**Your instructions**.
All of the entries should be returned without a single change.

**Exercise data**.

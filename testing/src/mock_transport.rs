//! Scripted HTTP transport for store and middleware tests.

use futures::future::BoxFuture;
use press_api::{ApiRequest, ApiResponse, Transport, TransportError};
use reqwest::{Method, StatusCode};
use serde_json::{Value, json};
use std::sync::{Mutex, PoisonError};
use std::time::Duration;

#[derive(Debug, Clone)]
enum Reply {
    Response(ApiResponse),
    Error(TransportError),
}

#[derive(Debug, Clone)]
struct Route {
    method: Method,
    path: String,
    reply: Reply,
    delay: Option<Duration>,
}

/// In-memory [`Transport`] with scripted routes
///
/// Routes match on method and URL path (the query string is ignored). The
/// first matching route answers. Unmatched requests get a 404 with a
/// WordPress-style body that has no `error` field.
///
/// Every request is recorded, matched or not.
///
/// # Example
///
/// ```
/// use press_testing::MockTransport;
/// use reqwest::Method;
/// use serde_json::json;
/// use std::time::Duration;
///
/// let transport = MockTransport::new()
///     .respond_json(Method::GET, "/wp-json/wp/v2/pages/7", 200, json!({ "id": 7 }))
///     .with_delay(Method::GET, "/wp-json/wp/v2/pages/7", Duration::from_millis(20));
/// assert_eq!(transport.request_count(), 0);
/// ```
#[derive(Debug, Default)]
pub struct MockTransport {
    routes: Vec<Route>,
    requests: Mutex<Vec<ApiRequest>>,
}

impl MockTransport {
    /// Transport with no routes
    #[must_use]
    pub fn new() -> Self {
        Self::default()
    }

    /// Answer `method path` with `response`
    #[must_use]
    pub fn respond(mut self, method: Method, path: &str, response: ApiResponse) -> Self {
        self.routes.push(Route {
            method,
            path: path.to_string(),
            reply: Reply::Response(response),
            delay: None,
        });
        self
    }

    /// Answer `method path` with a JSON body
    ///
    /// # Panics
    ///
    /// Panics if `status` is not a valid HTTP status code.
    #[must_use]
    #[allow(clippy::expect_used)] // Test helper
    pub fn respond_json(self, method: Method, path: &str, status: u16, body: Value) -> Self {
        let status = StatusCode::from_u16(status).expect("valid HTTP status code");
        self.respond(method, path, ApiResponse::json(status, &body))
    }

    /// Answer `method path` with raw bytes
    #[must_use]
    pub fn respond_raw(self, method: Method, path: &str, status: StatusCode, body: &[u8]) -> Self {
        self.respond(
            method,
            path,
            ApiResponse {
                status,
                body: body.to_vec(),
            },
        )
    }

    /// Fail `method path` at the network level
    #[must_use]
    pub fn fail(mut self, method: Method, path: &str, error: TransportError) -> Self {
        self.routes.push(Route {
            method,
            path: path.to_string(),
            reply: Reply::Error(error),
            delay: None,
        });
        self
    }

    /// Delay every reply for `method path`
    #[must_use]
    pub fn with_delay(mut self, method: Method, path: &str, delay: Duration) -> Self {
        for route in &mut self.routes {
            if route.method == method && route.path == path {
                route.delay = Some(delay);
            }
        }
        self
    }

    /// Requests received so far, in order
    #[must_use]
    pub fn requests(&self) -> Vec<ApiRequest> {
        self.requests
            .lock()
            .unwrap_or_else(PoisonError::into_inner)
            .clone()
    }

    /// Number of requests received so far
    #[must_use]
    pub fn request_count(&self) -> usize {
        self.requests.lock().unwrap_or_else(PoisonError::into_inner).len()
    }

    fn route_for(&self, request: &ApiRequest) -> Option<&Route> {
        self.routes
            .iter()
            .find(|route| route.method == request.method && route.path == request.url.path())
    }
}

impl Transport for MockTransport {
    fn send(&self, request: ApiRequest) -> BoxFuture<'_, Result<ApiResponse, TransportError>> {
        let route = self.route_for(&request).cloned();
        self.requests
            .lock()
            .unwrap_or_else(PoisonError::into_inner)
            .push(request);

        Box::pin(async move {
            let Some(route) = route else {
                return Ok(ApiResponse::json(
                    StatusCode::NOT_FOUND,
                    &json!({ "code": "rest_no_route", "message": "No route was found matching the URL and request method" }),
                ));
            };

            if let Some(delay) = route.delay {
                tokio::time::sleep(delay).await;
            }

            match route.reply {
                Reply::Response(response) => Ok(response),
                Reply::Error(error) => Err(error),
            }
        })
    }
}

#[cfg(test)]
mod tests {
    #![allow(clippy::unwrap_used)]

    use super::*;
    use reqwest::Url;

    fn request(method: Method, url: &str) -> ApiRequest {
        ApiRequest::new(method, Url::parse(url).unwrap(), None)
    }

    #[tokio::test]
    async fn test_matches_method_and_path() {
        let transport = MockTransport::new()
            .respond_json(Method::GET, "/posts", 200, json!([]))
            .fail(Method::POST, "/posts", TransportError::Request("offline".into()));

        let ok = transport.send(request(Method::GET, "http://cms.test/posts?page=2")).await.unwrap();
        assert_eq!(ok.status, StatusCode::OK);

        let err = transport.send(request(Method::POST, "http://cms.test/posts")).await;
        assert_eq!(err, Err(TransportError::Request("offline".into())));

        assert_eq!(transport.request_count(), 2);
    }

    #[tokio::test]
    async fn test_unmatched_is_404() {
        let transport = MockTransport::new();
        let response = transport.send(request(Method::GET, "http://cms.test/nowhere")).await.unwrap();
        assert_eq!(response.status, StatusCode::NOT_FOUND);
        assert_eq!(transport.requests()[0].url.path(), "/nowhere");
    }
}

**Exercise solution**.
filename testing/src/mock_transport.rs
//! Scripted HTTP transport for store and middleware tests.

use futures::future::BoxFuture;
use press_api::{ApiRequest, ApiResponse, Transport, TransportError};
use reqwest::{Method, StatusCode};
use serde_json::{Value, json};
use std::sync::{Mutex, PoisonError};
use std::time::Duration;

#[derive(Debug, Clone)]
enum Reply {
    Response(ApiResponse),
    Error(TransportError),
}

#[derive(Debug, Clone)]
struct Route {
    method: Method,
    path: String,
    reply: Reply,
    delay: Option<Duration>,
}

/// In-memory [`Transport`] with scripted routes
///
/// Routes match on method and URL path (the query string is ignored). The
/// first matching route answers. Unmatched requests get a 404 with a
/// WordPress-style body that has no `error` field.
///
/// Every request is recorded, matched or not.
///
/// # Example
///
/// ```
/// use press_testing::MockTransport;
/// use reqwest::Method;
/// use serde_json::json;
/// use std::time::Duration;
///
/// let transport = MockTransport::new()
///     .respond_json(Method::GET, "/wp-json/wp/v2/pages/7", 200, json!({ "id": 7 }))
///     .with_delay(Method::GET, "/wp-json/wp/v2/pages/7", Duration::from_millis(20));
/// assert_eq!(transport.request_count(), 0);
/// ```
#[derive(Debug, Default)]
pub struct MockTransport {
    routes: Vec<Route>,
    requests: Mutex<Vec<ApiRequest>>,
}

impl MockTransport {
    /// Transport with no routes
    #[must_use]
    pub fn new() -> Self {
        Self::default()
    }

    /// Answer `method path` with `response`
    #[must_use]
    pub fn respond(mut self, method: Method, path: &str, response: ApiResponse) -> Self {
        self.routes.push(Route {
            method,
            path: path.to_string(),
            reply: Reply::Response(response),
            delay: None,
        });
        self
    }

    /// Answer `method path` with a JSON body
    ///
    /// # Panics
    ///
    /// Panics if `status` is not a valid HTTP status code.
    #[must_use]
    #[allow(clippy::expect_used)] // Test helper
    pub fn respond_json(self, method: Method, path: &str, status: u16, body: Value) -> Self {
        let status = StatusCode::from_u16(status).expect("valid HTTP status code");
        self.respond(method, path, ApiResponse::json(status, &body))
    }

    /// Answer `method path` with raw bytes
    #[must_use]
    pub fn respond_raw(self, method: Method, path: &str, status: StatusCode, body: &[u8]) -> Self {
        self.respond(
            method,
            path,
            ApiResponse {
                status,
                body: body.to_vec(),
            },
        )
    }

    /// Fail `method path` at the network level
    #[must_use]
    pub fn fail(mut self, method: Method, path: &str, error: TransportError) -> Self {
        self.routes.push(Route {
            method,
            path: path.to_string(),
            reply: Reply::Error(error),
            delay: None,
        });
        self
    }

    /// Delay every reply for `method path`
    #[must_use]
    pub fn with_delay(mut self, method: Method, path: &str, delay: Duration) -> Self {
        for route in &mut self.routes {
            if route.method == method && route.path == path {
                route.delay = Some(delay);
            }
        }
        self
    }

    /// Requests received so far, in order
    #[must_use]
    pub fn requests(&self) -> Vec<ApiRequest> {
        self.requests
            .lock()
            .unwrap_or_else(PoisonError::into_inner)
            .clone()
    }

    /// Number of requests received so far
    #[must_use]
    pub fn request_count(&self) -> usize {
        self.requests.lock().unwrap_or_else(PoisonError::into_inner).len()
    }

    fn route_for(&self, request: &ApiRequest) -> Option<&Route> {
        self.routes
            .iter()
            .find(|route| route.method == request.method && route.path == request.url.path())
    }
}

impl Transport for MockTransport {
    fn send(&self, request: ApiRequest) -> BoxFuture<'_, Result<ApiResponse, TransportError>> {
        let route = self.route_for(&request).cloned();
        self.requests
            .lock()
            .unwrap_or_else(PoisonError::into_inner)
            .push(request);

        Box::pin(async move {
            let Some(route) = route else {
                return Ok(ApiResponse::json(
                    StatusCode::NOT_FOUND,
                    &json!({ "code": "rest_no_route", "message": "No route was found matching the URL and request method" }),
                ));
            };

            if let Some(delay) = route.delay {
                tokio::time::sleep(delay).await;
            }

            match route.reply {
                Reply::Response(response) => Ok(response),
                Reply::Error(error) => Err(error),
            }
        })
    }
}

#[cfg(test)]
mod tests {
    #![allow(clippy::unwrap_used)]

    use super::*;
    use reqwest::Url;

    fn request(method: Method, url: &str) -> ApiRequest {
        ApiRequest::new(method, Url::parse(url).unwrap(), None)
    }

    #[tokio::test]
    async fn test_matches_method_and_path() {
        let transport = MockTransport::new()
            .respond_json(Method::GET, "/posts", 200, json!([]))
            .fail(Method::POST, "/posts", TransportError::Request("offline".into()));

        let ok = transport.send(request(Method::GET, "http://cms.test/posts?page=2")).await.unwrap();
        assert_eq!(ok.status, StatusCode::OK);

        let err = transport.send(request(Method::POST, "http://cms.test/posts")).await;
        assert_eq!(err, Err(TransportError::Request("offline".into())));

        assert_eq!(transport.request_count(), 2);
    }

    #[tokio::test]
    async fn test_unmatched_is_404() {
        let transport = MockTransport::new();
        let response = transport.send(request(Method::GET, "http://cms.test/nowhere")).await.unwrap();
        assert_eq!(response.status, StatusCode::NOT_FOUND);
        assert_eq!(transport.requests()[0].url.path(), "/nowhere");
    }
}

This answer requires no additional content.